Tree of the year 2003

Black Alder (Alnus glutinosa)

The red alder or black alder, tree of the year 2003, has become rare any time recently, because there are hardly any of its natural habitats still existing: Where are the natural courses of the streams that can wriggle unspoiltly through the landscape and whose banks may be hemmed by alder trees? And who does still have a real alder fen wood at close quarters? Eventually the ground-water table was declined in many places and there are only few stream meadows left that are flooded periodically.

As one can easily recognize, the black alder is a real water specialist: It does not mind consistently wet feet, it even tolerates ponding water (in contrast to the ash, which it is often socialized with at headwaters, but that does in the long run only bear running water).

As far as the groundwater is not too acidious and low in nutrients, the tree of the year 2003 does even thrive in transitory bogs. In contrast to the white alder (or gray alder), it is namely not bound to the presence of lime; it only does not like greater tailing.

Certainly the black alder is not absolutely bound to the lush presence of water. Since it is basically very tough, stands frost pretty good and is practically not bitten, it is often used as a so-called Vorwaldbaumart within widespread afforestations. That means that for example on frost-endangered or grassed expanses, a slight shield of alder trees is planted first, in whose protection some years later the actual target stand is yielded.

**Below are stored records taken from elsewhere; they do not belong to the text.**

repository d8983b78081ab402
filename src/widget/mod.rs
pub mod capabilities;

use std::fmt;

use thiserror::Error;
use tokio_util::sync::CancellationToken;
use tracing::{debug, info, warn};

use crate::model::chat::{
    normalize_input, ChatHistoryMessage, ChatMessage, ChatRole, HISTORY_WINDOW, MAX_INPUT_CHARS,
};
use crate::responder::{ChatReply, ChatRequest, Responder, ResponderError};
use capabilities::{CurrentPathProvider, IdGenerator};

#[derive(Debug, Clone, Copy, PartialEq, Eq)]
pub enum WidgetState {
    Closed,
    OpenIdle,
    OpenWaiting,
}

impl fmt::Display for WidgetState {
    fn fmt(&self, f: &mut fmt::Formatter<'_>) -> fmt::Result {
        match self {
            WidgetState::Closed => f.write_str("closed"),
            WidgetState::OpenIdle => f.write_str("open-idle"),
            WidgetState::OpenWaiting => f.write_str("open-waiting"),
        }
    }
}

#[derive(Debug, Clone, Copy, PartialEq, Eq, Error)]
pub enum SubmitRejected {
    #[error("message is empty")]
    Empty,
    #[error("still waiting for the previous answer")]
    Busy,
    #[error("assistant is closed")]
    Closed,
    #[error("assistant has shut down")]
    ShutDown,
}

/// An accepted user turn whose answer hasn't been recorded yet.
#[derive(Debug, Clone)]
pub struct PendingTurn {
    pub ticket: u64,
    pub request: ChatRequest,
    cancel: CancellationToken,
}

impl PendingTurn {
    /// Ask the responder, giving up silently if the widget shuts down first.
    pub async fn exchange(
        &self,
        responder: &dyn Responder,
    ) -> Option<Result<ChatReply, ResponderError>> {
        tokio::select! {
            _ = self.cancel.cancelled() => None,
            result = responder.respond(&self.request) => Some(result),
        }
    }
}

#[derive(Debug, Clone, PartialEq, Eq)]
pub enum SubmitOutcome {
    Rejected(SubmitRejected),
    Answered,
    FellBack,
    Discarded,
}

/// The practice assistant chat: transcript, visibility and the
/// one-request-at-a-time waiting flag.
pub struct AssistantWidget {
    messages: Vec<ChatMessage>,
    open: bool,
    pending: Option<u64>,
    next_ticket: u64,
    input: String,
    ids: Box<dyn IdGenerator>,
    path: Box<dyn CurrentPathProvider>,
    cancel: CancellationToken,
}

impl AssistantWidget {
    pub fn new(mut ids: Box<dyn IdGenerator>, path: Box<dyn CurrentPathProvider>) -> Self {
        let welcome = ChatMessage::welcome(ids.next_id());
        Self {
            messages: vec![welcome],
            open: false,
            pending: None,
            next_ticket: 0,
            input: String::new(),
            ids,
            path,
            cancel: CancellationToken::new(),
        }
    }

    pub fn state(&self) -> WidgetState {
        match (self.open, self.pending.is_some()) {
            (false, _) => WidgetState::Closed,
            (true, false) => WidgetState::OpenIdle,
            (true, true) => WidgetState::OpenWaiting,
        }
    }

    pub fn is_open(&self) -> bool {
        self.open
    }

    pub fn is_waiting(&self) -> bool {
        self.pending.is_some()
    }

    pub fn messages(&self) -> &[ChatMessage] {
        &self.messages
    }

    pub fn input(&self) -> &str {
        &self.input
    }

    pub fn open(&mut self) {
        if !self.open {
            self.open = true;
            debug!(state = %self.state(), "assistant opened");
        }
    }

    /// Hides the widget. An in-flight request keeps going and its answer
    /// still lands in the transcript.
    pub fn close(&mut self) {
        if self.open {
            self.open = false;
            debug!(waiting = self.is_waiting(), "assistant closed");
        }
    }

    pub fn toggle(&mut self) {
        if self.open {
            self.close();
        } else {
            self.open();
        }
    }

    pub fn push_char(&mut self, c: char) -> bool {
        if self.input.chars().count() >= MAX_INPUT_CHARS {
            return false;
        }
        self.input.push(c);
        true
    }

    pub fn backspace(&mut self) {
        self.input.pop();
    }

    pub fn clear_input(&mut self) {
        self.input.clear();
    }

    /// Suggested prompts of the most recent assistant message.
    pub fn latest_suggested_prompts(&self) -> &[String] {
        self.latest_assistant()
            .map(|m| m.suggested_prompts.as_slice())
            .unwrap_or(&[])
    }

    pub fn latest_assistant(&self) -> Option<&ChatMessage> {
        self.messages.iter().rev().find(|m| m.role == ChatRole::Assistant)
    }

    /// Submit whatever is in the input buffer.
    pub fn begin_submit_input(&mut self) -> Result<PendingTurn, SubmitRejected> {
        let text = self.input.clone();
        self.begin_submit(&text)
    }

    /// Record the user's message and build the request for it. The caller
    /// runs the exchange and hands the result to [`complete`](Self::complete).
    pub fn begin_submit(&mut self, text: &str) -> Result<PendingTurn, SubmitRejected> {
        let Some(message) = normalize_input(text) else {
            return Err(SubmitRejected::Empty);
        };
        if self.cancel.is_cancelled() {
            return Err(SubmitRejected::ShutDown);
        }
        if !self.open {
            return Err(SubmitRejected::Closed);
        }
        if self.pending.is_some() {
            debug!("submit ignored while waiting");
            return Err(SubmitRejected::Busy);
        }

        let history = build_history(&self.messages, &message);
        let user = ChatMessage::user(self.ids.next_id(), message.clone());
        self.messages.push(user);
        self.input.clear();

        self.next_ticket += 1;
        let ticket = self.next_ticket;
        self.pending = Some(ticket);

        let request = ChatRequest {
            message,
            pathname: self.path.current_path(),
            history,
        };
        info!(
            ticket,
            pathname = %request.pathname,
            history = request.history.len(),
            "submitting message"
        );
        Ok(PendingTurn {
            ticket,
            request,
            cancel: self.cancel.child_token(),
        })
    }

    /// Record the outcome of an exchange and go back to idle. Returns
    /// `false` if the result was discarded (stale ticket or shut down).
    pub fn complete(&mut self, ticket: u64, result: Result<ChatReply, ResponderError>) -> bool {
        if self.cancel.is_cancelled() || self.pending != Some(ticket) {
            debug!(ticket, "discarding stale reply");
            return false;
        }

        let id = self.ids.next_id();
        let reply = match result {
            Ok(reply) => {
                info!(ticket, source = ?reply.source, "assistant replied");
                ChatMessage::assistant(
                    id,
                    reply.message,
                    reply.source,
                    reply.actions.unwrap_or_default(),
                    reply.suggested_prompts.unwrap_or_default(),
                )
            }
            Err(e) => {
                warn!(ticket, error = %e, "responder failed, using fallback reply");
                ChatMessage::fallback(id)
            }
        };
        self.messages.push(reply);
        self.pending = None;
        true
    }

    /// Begin, exchange and complete in one go.
    pub async fn submit(&mut self, text: &str, responder: &dyn Responder) -> SubmitOutcome {
        let turn = match self.begin_submit(text) {
            Ok(turn) => turn,
            Err(rejected) => return SubmitOutcome::Rejected(rejected),
        };
        let Some(result) = turn.exchange(responder).await else {
            return SubmitOutcome::Discarded;
        };
        let failed = result.is_err();
        if !self.complete(turn.ticket, result) {
            return SubmitOutcome::Discarded;
        }
        if failed {
            SubmitOutcome::FellBack
        } else {
            SubmitOutcome::Answered
        }
    }

    /// Token cancelled when the widget goes away.
    pub fn cancellation(&self) -> CancellationToken {
        self.cancel.clone()
    }

    pub fn shutdown(&mut self) {
        if !self.cancel.is_cancelled() {
            info!(waiting = self.is_waiting(), "assistant shutting down");
            self.cancel.cancel();
        }
        self.pending = None;
    }
}

impl Drop for AssistantWidget {
    fn drop(&mut self) {
        self.cancel.cancel();
    }
}

/// The last [`HISTORY_WINDOW`] non-empty messages before this turn, then the
/// new message itself.
pub fn build_history(prior: &[ChatMessage], current: &str) -> Vec<ChatHistoryMessage> {
    let mut history: Vec<ChatHistoryMessage> = prior
        .iter()
        .rev()
        .filter(|m| !m.content.trim().is_empty())
        .take(HISTORY_WINDOW)
        .map(ChatMessage::to_history)
        .collect();
    history.reverse();
    history.push(ChatHistoryMessage::user(current));
    history
}
pub mod chat_panel;
pub mod footer;
pub mod input_bar;
pub mod page;
pub mod shortcut_bar;
pub mod theme;

use ratatui::{
    layout::{Constraint, Direction, Layout},
    Frame,
};

use crate::app::App;

pub fn render(f: &mut Frame, app: &App) {
    let size = f.area();

    if !app.widget.is_open() {
        let vertical = Layout::default()
            .direction(Direction::Vertical)
            .constraints([Constraint::Min(5), Constraint::Length(1)])
            .split(size);
        page::render(f, vertical[0], app);
        footer::render(f, vertical[1], app);
        return;
    }

    // Page header + chat + shortcuts + input + footer
    let vertical = Layout::default()
        .direction(Direction::Vertical)
        .constraints([
            Constraint::Length(4),
            Constraint::Min(8),
            Constraint::Length(2),
            Constraint::Length(3),
            Constraint::Length(1),
        ])
        .split(size);

    page::render(f, vertical[0], app);
    chat_panel::render(f, vertical[1], app);
    shortcut_bar::render(f, vertical[2], app);
    input_bar::render(f, vertical[3], app);
    footer::render(f, vertical[4], app);
}

#[cfg(test)]
mod tests {
    use std::sync::Arc;

    use ratatui::{backend::TestBackend, Terminal};
    use tokio::sync::mpsc;

    use super::*;
    use crate::config::AppConfig;
    use crate::event::KeyAction;
    use crate::app::Action;
    use crate::responder::tests::MockResponder;
    use crate::responder::ChatReply;

    fn screen(app: &App) -> String {
        screen_sized(app, 100, 40)
    }

    fn screen_sized(app: &App, width: u16, height: u16) -> String {
        let backend = TestBackend::new(width, height);
        let mut terminal = Terminal::new(backend).unwrap();
        terminal.draw(|f| render(f, app)).unwrap();
        let buffer = terminal.backend().buffer().clone();
        buffer
            .content()
            .chunks(buffer.area.width as usize)
            .map(|row| row.iter().map(|c| c.symbol()).collect::<String>())
            .collect::<Vec<_>>()
            .join("\n")
    }

    fn app() -> App {
        let (tx, _rx) = mpsc::unbounded_channel();
        let responder = MockResponder::replying(ChatReply::text("ok"));
        App::new(&AppConfig::default(), Arc::new(responder), tx)
    }

    #[tokio::test]
    async fn closed_shows_launcher() {
        let app = app();
        let text = screen(&app);
        assert!(text.contains("Press a to chat"));
        assert!(!text.contains("Practice Assistant"));
    }

    #[tokio::test]
    async fn open_shows_welcome_and_counter() {
        let mut app = app();
        app.update(Action::Key(KeyAction::Char('a')));
        app.update(Action::Key(KeyAction::Char('h')));
        let text = screen(&app);
        assert!(text.contains("Practice Assistant"));
        assert!(text.contains("practice assistant"));
        assert!(text.contains("Book appointment"));
        assert!(text.contains("1/500"));
    }

    #[tokio::test]
    async fn waiting_shows_typing_indicator_below_transcript() {
        let mut app = app();
        app.update(Action::Key(KeyAction::Char('a')));
        app.submit("What are your hours?");
        let text = screen(&app);
        assert!(text.contains("What are your hours?"));
        assert!(text.contains("assistant is typing"));
    }

    fn long_answer(tail: &str) -> String {
        format!("{}{tail}", "word ".repeat(120))
    }

    fn answer(app: &mut App, question: &str, reply: &str) {
        let turn = app.widget.begin_submit(question).unwrap();
        app.update(Action::AssistantReplied {
            ticket: turn.ticket,
            result: Ok(ChatReply::text(reply)),
        });
    }

    #[tokio::test]
    async fn wrapped_reply_scrolls_to_its_last_row() {
        let mut app = app();
        app.update(Action::Key(KeyAction::Char('a')));
        answer(&mut app, "Tell me about implants", &long_answer("NEWEST_TAIL_MARKER"));

        let text = screen_sized(&app, 60, 30);
        assert!(text.contains("NEWEST_TAIL_MARKER"), "newest reply cut off:\n{text}");
    }

    #[tokio::test]
    async fn typing_indicator_visible_after_long_transcript() {
        let mut app = app();
        app.update(Action::Key(KeyAction::Char('a')));
        answer(&mut app, "first", &long_answer("FIRST_END"));
        answer(&mut app, "second", &long_answer("SECOND_END"));
        app.widget.begin_submit("third").unwrap();

        let text = screen_sized(&app, 60, 30);
        assert!(text.contains("assistant is typing"), "indicator cut off:\n{text}");
        assert!(!text.contains("FIRST_END"));
    }

    #[tokio::test]
    async fn scrolling_back_reaches_the_welcome() {
        let mut app = app();
        app.update(Action::Key(KeyAction::Char('a')));
        answer(&mut app, "Tell me about implants", &long_answer("NEWEST_TAIL_MARKER"));
        app.scroll_back = 1_000;

        let text = screen_sized(&app, 60, 30);
        assert!(text.contains("practice assistant"));
        assert!(!text.contains("NEWEST_TAIL_MARKER"));
    }
}
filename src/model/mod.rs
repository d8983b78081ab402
pub mod chat;
//! Shared application state for all routes.

use sqlx::SqlitePool;

#[derive(Clone)]
pub struct AppState {
    /// Session factory. Handlers never hold it; they take a `DbSession` per request.
    pub pool: SqlitePool,
}

impl AppState {
    pub fn new(pool: SqlitePool) -> Self {
        AppState { pool }
    }
}
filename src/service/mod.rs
//! Persistence façade and request validation.

pub mod crud;
mod validation;
pub use validation::RequestValidator;
//! API-facing shapes: request bodies and response records.

use crate::models::{ItemRow, UserRow};
use serde::{Deserialize, Serialize};
use utoipa::{IntoParams, ToSchema};

#[derive(Clone, Debug, Serialize, Deserialize, ToSchema)]
pub struct ItemCreate {
    pub title: String,
    #[serde(default)]
    pub description: Option<String>,
}

#[derive(Clone, Debug, PartialEq, Eq, Serialize, Deserialize, ToSchema)]
pub struct Item {
    pub id: i64,
    pub title: String,
    pub description: Option<String>,
    pub owner_id: i64,
}

impl From<ItemRow> for Item {
    fn from(row: ItemRow) -> Self {
        Item {
            id: row.id,
            title: row.title,
            description: row.description,
            owner_id: row.owner_id,
        }
    }
}

#[derive(Clone, Deserialize, ToSchema)]
pub struct UserCreate {
    pub email: String,
    pub password: String,
}

// Manual impl keeps the plaintext password out of logs.
impl std::fmt::Debug for UserCreate {
    fn fmt(&self, f: &mut std::fmt::Formatter<'_>) -> std::fmt::Result {
        f.debug_struct("UserCreate")
            .field("email", &self.email)
            .field("password", &"<redacted>")
            .finish()
    }
}

/// A user as returned by the API. The password hash is never part of it.
#[derive(Clone, Debug, PartialEq, Eq, Serialize, Deserialize, ToSchema)]
pub struct User {
    pub id: i64,
    pub email: String,
    pub is_active: bool,
    #[serde(default)]
    pub items: Vec<Item>,
}

impl User {
    /// Build the response shape from a stored row and the items it owns.
    pub fn from_row(row: UserRow, items: Vec<ItemRow>) -> Self {
        User {
            id: row.id,
            email: row.email,
            is_active: row.is_active,
            items: items.into_iter().map(Item::from).collect(),
        }
    }
}

pub const DEFAULT_SKIP: u32 = 0;
pub const DEFAULT_LIMIT: u32 = 100;

/// `?skip=&limit=` query parameters shared by the list routes.
#[derive(Clone, Copy, Debug, Deserialize, IntoParams)]
#[into_params(parameter_in = Query)]
pub struct Pagination {
    /// Rows to skip from the start of the table.
    #[serde(default = "default_skip")]
    pub skip: u32,
    /// Maximum rows to return, capped at 1000.
    #[serde(default = "default_limit")]
    pub limit: u32,
}

fn default_skip() -> u32 {
    DEFAULT_SKIP
}

fn default_limit() -> u32 {
    DEFAULT_LIMIT
}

In exactly the same way the succession on virgin soils, e.g. after land slides works: First come pioneer woods like alder, birch, willow and mountain ash, in order to be replaced by more shadow compatible species, unless the ground is too wet for other tree species.

As for the rest, the alder tree has developed a unique strategy to come by the atmospheric nitrogen, which otherwise is not available for plants: It lives in symbiosis with a special bacteria capable of fixing atmospheric nitrogen. You can find those bacteria nodules anywhere at alder roots.

There is another feature that alder trees have: They are the only decidous tree species that forms real cones as fruits, just as otherwise only coniferous species do. Certainly these cones are relatively small, they only become about one centimeter long. The seeds are distributed by the wind: Where enough light reaches the ground new alder trees can grow - provided the seeds were not picked out of the old trees by birds like the eurasian siskin.

 

There are barely existing dangers by animals for the tree of the year 2003, merely at an early age on very sunny areas, an infestation with a particular kind of insect, the poplar-and-willow borer, may lead to problems. If the young black alders have only achieved a diameter of 3 to 5 cm, you see, the boring of aisles of the relatively grand larves of the poplar-and-willow borer may cause that the remaining wood isn't enough to stand major loads: So the young saplings may break very easily.

Beside the disappearance of the natural biosphere in recent time there is quite another matter that bothers the black alder: A root-parasiting fungus of the Phytophora type makes otherwise vital black alders die. As there are not any effective medicines yet known, the black alders can only be cut down in order to prevent an encroach of the alder-dieing on the neighboring trees as possible.

The wood of the black alder is reddish and a popular lumber. As the alder tree however does infrequently achieve major diameters, massive furniture is very rare, generally alder veneer is used. But also for curing, alders are gladly used, even sawdust of alder wood is sometimes scattered into the embers by connoisseurs.